━━ Supplied data

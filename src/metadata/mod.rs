//! Metadata extraction module.
//!
//! Collects title, author, date, description and language from a page.
//! Sources are examined in priority order and each only fills fields that
//! are still absent:
//!
//! 1. the `<title>` element (title only)
//! 2. HTML meta tags (standard, Open Graph, Twitter, Dublin Core)
//! 3. JSON-LD (Schema.org structured data)
//! 4. DOM fallbacks (headings, bylines, `<time>`, `<html lang>`)

pub mod dom_extraction;
pub mod json_ld;
pub mod meta_tags;

use crate::selector::{first_match, Page};
use crate::Options;

pub use dom_extraction::{normalize_author, title_element};
pub use json_ld::extract_json_ld;
pub use meta_tags::{examine_meta, normalize_date, normalize_language, validate_metadata_name};

/// Page-level metadata shared by every parser.
#[derive(Debug, Clone, Default, PartialEq, Eq)]
pub struct PageMetadata {
    pub title: Option<String>,
    pub author: Option<String>,
    pub date: Option<String>,
    pub description: Option<String>,
    pub language: Option<String>,
}

/// Extract all metadata from a page.
#[must_use]
pub fn extract_metadata(page: &Page<'_>, options: &Options) -> PageMetadata {
    let mut metadata = PageMetadata {
        title: title_element(page),
        ..PageMetadata::default()
    };

    metadata = examine_meta(page.doc, metadata);
    metadata = extract_json_ld(page.doc, metadata);

    if metadata.title.is_none() {
        metadata.title = first_match("title", dom_extraction::TITLE_FALLBACKS, page);
    }
    if metadata.author.is_none() {
        metadata.author = first_match("author", dom_extraction::AUTHOR_FALLBACKS, page);
    }
    if metadata.date.is_none() {
        metadata.date = first_match("date", dom_extraction::DATE_FALLBACKS, page);
    }
    if metadata.language.is_none() {
        metadata.language = first_match("language", dom_extraction::LANGUAGE_FALLBACKS, page);
    }

    post_process_metadata(metadata, options)
}

/// Drop blank values and blacklisted authors.
fn post_process_metadata(metadata: PageMetadata, options: &Options) -> PageMetadata {
    fn non_blank(value: Option<String>) -> Option<String> {
        value
            .map(|v| v.trim().to_string())
            .filter(|v| !v.is_empty())
    }

    PageMetadata {
        title: non_blank(metadata.title),
        author: non_blank(metadata.author).filter(|a| !options.is_blacklisted_author(a)),
        date: non_blank(metadata.date),
        description: non_blank(metadata.description),
        language: non_blank(metadata.language),
    }
}
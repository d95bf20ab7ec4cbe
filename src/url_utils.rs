//! URL Utility Functions
//!
//! Link normalization for discovered hrefs, source URL validation, and the
//! Reddit and YouTube host helpers used by the dispatcher and the transport.
//!
//! Every rewrite here is idempotent: applying it to its own output returns
//! the output unchanged. In particular, a host is never prepended to a
//! reference that already carries it.

use std::collections::HashSet;

use url::Url;

use crate::error::{Error, Result};

/// Schemes that are navigable but not resolvable; kept exactly as written.
const OPAQUE_SCHEMES: &[&str] = &["mailto", "tel"];

/// Schemes that resolve to a fetchable resource.
const NAVIGABLE_SCHEMES: &[&str] = &["http", "https", "ftp"];

/// Reddit hosts that serve the new layout and have an old-layout twin.
const REDDIT_REWRITE_HOSTS: &[&str] = &["reddit.com", "www.reddit.com", "new.reddit.com"];

/// Check if a string is a valid absolute URL.
///
/// # Returns
/// * `(is_absolute, parsed_url)` - Whether URL is absolute and the parsed URL if valid
#[must_use]
pub fn is_absolute_url(s: &str) -> (bool, Option<Url>) {
    let s = s.trim();

    if s.is_empty() {
        return (false, None);
    }

    // Must start with http:// or https://
    if !s.starts_with("http://") && !s.starts_with("https://") {
        return (false, None);
    }

    match Url::parse(s) {
        Ok(url) if url.host().is_some() => (true, Some(url)),
        _ => (false, None),
    }
}

/// Parse and validate a caller-supplied source URL.
///
/// # Errors
/// Returns [`Error::InvalidUrl`] unless `url` is an absolute http(s) URL with a host.
pub fn parse_source_url(url: &str) -> Result<Url> {
    match is_absolute_url(url) {
        (true, Some(parsed)) => Ok(parsed),
        _ => Err(Error::InvalidUrl(url.to_string())),
    }
}

/// Resolve a hyperlink reference against a base URL string.
///
/// Returns `None` for references that are not navigable (`javascript:`,
/// `data:`, fragment-only, empty) or when `base_url` is not absolute.
///
/// # Examples
/// ```
/// use shieldscrape::url_utils::normalize;
///
/// let base = "https://example.com/articles/page";
/// assert_eq!(normalize("/x", base), Some("https://example.com/x".to_string()));
/// assert_eq!(normalize("mailto:a@b.org", base), Some("mailto:a@b.org".to_string()));
/// assert_eq!(normalize("#top", base), None);
/// assert_eq!(normalize("javascript:void(0)", base), None);
/// ```
#[must_use]
pub fn normalize(href: &str, base_url: &str) -> Option<String> {
    let (_, base) = is_absolute_url(base_url);
    normalize_link(href, &base?)
}

/// Resolve a hyperlink reference against a parsed base URL.
///
/// Absolute references come back in the same serialized form a resolved
/// relative reference would take, so the function is idempotent and the same
/// target never yields two spellings.
#[must_use]
pub fn normalize_link(href: &str, base: &Url) -> Option<String> {
    let href = href.trim();

    if href.is_empty() || href.starts_with('#') {
        return None;
    }

    if let Some(scheme) = scheme_of(href) {
        let scheme = scheme.to_ascii_lowercase();
        if OPAQUE_SCHEMES.contains(&scheme.as_str()) {
            return Some(href.to_string());
        }
        if !NAVIGABLE_SCHEMES.contains(&scheme.as_str()) {
            return None;
        }
        return match Url::parse(href) {
            Ok(url) if url.host().is_some() => Some(url.into()),
            _ => None,
        };
    }

    // "example.com/x" on example.com already names the host; joining it as a
    // path would yield https://example.com/example.com/x.
    if let Some(host) = base.host_str() {
        if starts_with_host(href, host) {
            let candidate = format!("{}://{href}", base.scheme());
            return Url::parse(&candidate).ok().map(String::from);
        }
    }

    match base.join(href) {
        Ok(resolved) if NAVIGABLE_SCHEMES.contains(&resolved.scheme()) => Some(resolved.into()),
        _ => None,
    }
}

/// Return the scheme of `href` if it starts with one (`scheme:`).
fn scheme_of(href: &str) -> Option<&str> {
    let colon = href.find(':')?;
    let candidate = &href[..colon];
    let mut chars = candidate.chars();
    let first = chars.next()?;
    if first.is_ascii_alphabetic()
        && chars.all(|c| c.is_ascii_alphanumeric() || matches!(c, '+' | '-' | '.'))
    {
        // "localhost:8080/path" style references are host:port, not schemes.
        let rest = &href[colon + 1..];
        if rest.chars().next().is_some_and(|c| c.is_ascii_digit()) && !rest.starts_with("//") {
            return None;
        }
        Some(candidate)
    } else {
        None
    }
}

/// Check whether a scheme-less reference begins with `host` (or `www.` + host).
fn starts_with_host(href: &str, host: &str) -> bool {
    let lower = href.to_ascii_lowercase();
    let host = host.to_ascii_lowercase();
    let bare = host.strip_prefix("www.").unwrap_or(&host);

    [host.as_str(), bare]
        .iter()
        .flat_map(|h| [h.to_string(), format!("www.{h}")])
        .any(|h| {
            lower == h
                || lower
                    .strip_prefix(h.as_str())
                    .is_some_and(|rest| rest.starts_with(['/', '?', '#', ':']))
        })
}

/// Check whether a host belongs to Reddit (`reddit.com` or any subdomain).
#[must_use]
pub fn is_reddit_host(host: &str) -> bool {
    let host = host.trim_end_matches('.').to_ascii_lowercase();
    host == "reddit.com" || host.ends_with(".reddit.com")
}

/// Check whether a URL points at Reddit.
#[must_use]
pub fn is_reddit_url(url: &Url) -> bool {
    url.host_str().is_some_and(is_reddit_host)
}

/// Check whether a host serves YouTube watch pages.
#[must_use]
pub fn is_youtube_host(host: &str) -> bool {
    let host = host.trim_end_matches('.').to_ascii_lowercase();
    host == "youtube.com" || host.ends_with(".youtube.com") || host == "youtu.be"
}

/// Check whether a URL points at YouTube.
#[must_use]
pub fn is_youtube_url(url: &Url) -> bool {
    url.host_str().is_some_and(is_youtube_host)
}

/// Rewrite a Reddit URL to the old layout, which is easier to parse.
///
/// Only `reddit.com`, `www.reddit.com` and `new.reddit.com` are rewritten.
/// `old.reddit.com` and non-Reddit URLs are returned unchanged, so applying
/// the rewrite twice is the same as applying it once.
///
/// # Examples
/// ```
/// use shieldscrape::url_utils::prefer_old_reddit;
///
/// let once = prefer_old_reddit("https://www.reddit.com/r/rust/comments/abc/");
/// assert_eq!(once, "https://old.reddit.com/r/rust/comments/abc/");
/// assert_eq!(prefer_old_reddit(&once), once);
/// ```
#[must_use]
pub fn prefer_old_reddit(url_str: &str) -> String {
    let Some(mut url) = parse_url(url_str) else {
        return url_str.to_string();
    };

    let rewrite = url
        .host_str()
        .is_some_and(|h| REDDIT_REWRITE_HOSTS.contains(&h.to_ascii_lowercase().as_str()));
    if !rewrite || url.set_host(Some("old.reddit.com")).is_err() {
        return url_str.to_string();
    }

    url.into()
}

/// Parse a URL string into a Url object.
///
/// # Returns
/// * `Some(Url)` if valid absolute URL, `None` otherwise
#[must_use]
pub fn parse_url(url_str: &str) -> Option<Url> {
    let (is_abs, parsed) = is_absolute_url(url_str);
    if is_abs {
        parsed
    } else {
        None
    }
}

/// Ordered, deduplicated collection of normalized links.
#[derive(Debug, Clone, Default)]
pub struct LinkSet {
    links: Vec<String>,
    seen: HashSet<String>,
}

impl LinkSet {
    #[must_use]
    pub fn new() -> Self {
        Self::default()
    }

    /// Normalize `href` against `base` and keep it if it is new.
    pub fn push_href(&mut self, href: &str, base: &Url) -> Option<String> {
        let link = normalize_link(href, base)?;
        self.push(link.clone());
        Some(link)
    }

    /// Add an already-normalized link, ignoring duplicates.
    pub fn push(&mut self, link: String) {
        if self.seen.insert(link.clone()) {
            self.links.push(link);
        }
    }

    /// Append every link of `other`, keeping first-seen order.
    pub fn extend(&mut self, other: impl IntoIterator<Item = String>) {
        for link in other {
            self.push(link);
        }
    }

    #[must_use]
    pub fn len(&self) -> usize {
        self.links.len()
    }

    #[must_use]
    pub fn is_empty(&self) -> bool {
        self.links.is_empty()
    }

    #[must_use]
    pub fn into_vec(self) -> Vec<String> {
        self.links
    }
}
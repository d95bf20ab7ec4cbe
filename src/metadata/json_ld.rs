//! JSON-LD Metadata Parsing
//!
//! Extracts structured metadata from Schema.org JSON-LD embedded in HTML
//! documents. Malformed scripts are skipped.

use dom_query::{Document, Selection};
use serde_json::{Map, Value};

use super::meta_tags::{normalize_date, normalize_language, validate_metadata_name};
use super::PageMetadata;
use crate::dom;

/// A typed Schema.org object found in a JSON-LD script.
#[derive(Debug, Clone)]
struct SchemaObject {
    types: Vec<String>,
    data: Map<String, Value>,
    depth: usize,
}

/// Extract metadata from JSON-LD scripts, filling only absent fields.
#[must_use]
pub fn extract_json_ld(doc: &Document, original: PageMetadata) -> PageMetadata {
    let mut result = original;

    let mut articles = Vec::new();
    let mut persons = Vec::new();
    for object in decode_json_ld(doc) {
        if is_article_type(&object.types) {
            articles.push(object);
        } else if is_person_type(&object.types) {
            persons.push(object);
        }
    }
    // Top-level objects describe the page; nested ones are often citations.
    articles.sort_by_key(|a| a.depth);

    for article in &articles {
        if result.title.is_none() {
            result.title = string_value(&article.data, "headline")
                .or_else(|| string_value(&article.data, "name"));
        }
        if result.description.is_none() {
            result.description = string_value(&article.data, "description");
        }
        if result.date.is_none() {
            result.date = string_value(&article.data, "datePublished")
                .or_else(|| string_value(&article.data, "dateCreated"))
                .map(|d| normalize_date(&d));
        }
        if result.language.is_none() {
            result.language =
                string_value(&article.data, "inLanguage").and_then(|l| normalize_language(&l));
        }
        if result.author.is_none() {
            result.author = article.data.get("author").and_then(author_name);
        }
    }

    if result.author.is_none() {
        result.author = persons.iter().find_map(|p| person_name(&p.data));
    }

    result
}

/// Parse every JSON-LD script and flatten typed objects, `@graph` included.
fn decode_json_ld(doc: &Document) -> Vec<SchemaObject> {
    let mut objects = Vec::new();

    for script in doc.select(r#"script[type="application/ld+json"]"#).nodes() {
        let text = dom::text_content(&Selection::from(*script));
        let text = text.trim();
        if text.is_empty() {
            continue;
        }

        match serde_json::from_str::<Value>(text) {
            Ok(value) => collect_objects(&value, 0, &mut objects),
            Err(e) => tracing::trace!(error = %e, "skipping malformed JSON-LD"),
        }
    }

    objects
}

fn collect_objects(value: &Value, depth: usize, out: &mut Vec<SchemaObject>) {
    match value {
        Value::Object(map) => {
            let types = schema_types(map);
            let child_depth = if types.is_empty() {
                depth
            } else {
                out.push(SchemaObject {
                    types,
                    data: map.clone(),
                    depth,
                });
                depth + 1
            };
            for child in map.values() {
                collect_objects(child, child_depth, out);
            }
        }
        Value::Array(items) => {
            for item in items {
                collect_objects(item, depth, out);
            }
        }
        _ => {}
    }
}

/// Lowercased `@type` values of a schema object.
fn schema_types(map: &Map<String, Value>) -> Vec<String> {
    match map.get("@type") {
        Some(Value::String(s)) => vec![s.to_lowercase()],
        Some(Value::Array(items)) => items
            .iter()
            .filter_map(Value::as_str)
            .map(str::to_lowercase)
            .collect(),
        _ => Vec::new(),
    }
}

/// Author value of an article: a string, a person object, or a list of either.
fn author_name(value: &Value) -> Option<String> {
    match value {
        Value::String(s) => Some(s.trim().to_string()).filter(|s| validate_metadata_name(s)),
        Value::Object(map) => person_name(map),
        Value::Array(items) => {
            let names: Vec<String> = items.iter().filter_map(author_name).collect();
            if names.is_empty() {
                None
            } else {
                Some(names.join(", "))
            }
        }
        _ => None,
    }
}

/// `name`, or `givenName` + `familyName`, of a person object.
fn person_name(data: &Map<String, Value>) -> Option<String> {
    if let Some(name) = string_value(data, "name").filter(|n| validate_metadata_name(n)) {
        return Some(name);
    }

    let given = string_value(data, "givenName").unwrap_or_default();
    let family = string_value(data, "familyName").unwrap_or_default();
    let full = format!("{given} {family}").trim().to_string();
    Some(full).filter(|n| validate_metadata_name(n))
}

/// A trimmed, non-empty string property; the first entry of an array.
fn string_value(data: &Map<String, Value>, key: &str) -> Option<String> {
    let value = match data.get(key)? {
        Value::Array(items) => items.first()?,
        other => other,
    };
    let s = value.as_str()?.trim();
    if s.is_empty() {
        None
    } else {
        Some(dom::clean_text(s))
    }
}

fn is_person_type(types: &[String]) -> bool {
    types.iter().any(|t| matches!(t.as_str(), "person" | "author"))
}

fn is_article_type(types: &[String]) -> bool {
    types.iter().any(|t| {
        matches!(
            t.as_str(),
            "article"
                | "newsarticle"
                | "blogposting"
                | "webpage"
                | "report"
                | "techarticle"
                | "scholarlyarticle"
                | "socialmediaposting"
                | "discussionforumposting"
        )
    })
}

#[cfg(test)]
mod tests {
    use super::*;

    fn extract(html: &str) -> PageMetadata {
        extract_json_ld(&Document::from(html), PageMetadata::default())
    }

    #[test]
    fn test_simple_article_schema() {
        let metadata = extract(
            r#"<script type="application/ld+json">
            {
                "@context": "https://schema.org",
                "@type": "NewsArticle",
                "headline": "Test Article Title",
                "description": "Summary",
                "datePublished": "2024-01-15T10:00:00Z",
                "inLanguage": "en-US",
                "author": {"@type": "Person", "name": "John Doe"}
            }
            </script>"#,
        );

        assert_eq!(metadata.title, Some("Test Article Title".to_string()));
        assert_eq!(metadata.description, Some("Summary".to_string()));
        assert_eq!(metadata.date, Some("2024-01-15T10:00:00Z".to_string()));
        assert_eq!(metadata.language, Some("en".to_string()));
        assert_eq!(metadata.author, Some("John Doe".to_string()));
    }

    #[test]
    fn test_graph_array_schema() {
        let metadata = extract(
            r#"<script type="application/ld+json">
            {"@graph": [
                {"@type": "WebSite", "name": "Site"},
                {"@type": "BlogPosting", "headline": "From Graph"},
                {"@type": "Person", "givenName": "Ada", "familyName": "Lovelace"}
            ]}
            </script>"#,
        );

        assert_eq!(metadata.title, Some("From Graph".to_string()));
        assert_eq!(metadata.author, Some("Ada Lovelace".to_string()));
    }

    #[test]
    fn test_multiple_authors_are_joined() {
        let metadata = extract(
            r#"<script type="application/ld+json">
            {"@type": "Article", "author": [{"name": "A. Smith"}, "Bo Jones"]}
            </script>"#,
        );
        assert_eq!(metadata.author, Some("A. Smith, Bo Jones".to_string()));
    }

    #[test]
    fn test_invalid_json_skipped() {
        let metadata = extract(
            r#"<script type="application/ld+json">{not json</script>
            <script type="application/ld+json">{"@type": "Article", "headline": "Valid"}</script>"#,
        );
        assert_eq!(metadata.title, Some("Valid".to_string()));
    }

    #[test]
    fn test_preserves_original_metadata() {
        let doc = Document::from(
            r#"<script type="application/ld+json">{"@type": "Article", "headline": "New"}</script>"#,
        );
        let original = PageMetadata {
            title: Some("Original".to_string()),
            ..PageMetadata::default()
        };
        assert_eq!(extract_json_ld(&doc, original).title, Some("Original".to_string()));
    }
}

━━━━

| Task instructions |
Your task is to copy each line of the entries that includes the word "headline".

| Solution to this task |
            result.title = string_value(&article.data, "headline")
                "headline": "Test Article Title",
                {"@type": "BlogPosting", "headline": "From Graph"},
            <script type="application/ld+json">{"@type": "Article", "headline": "Valid"}</script>"#,
            r#"<script type="application/ld+json">{"@type": "Article", "headline": "New"}</script>"#,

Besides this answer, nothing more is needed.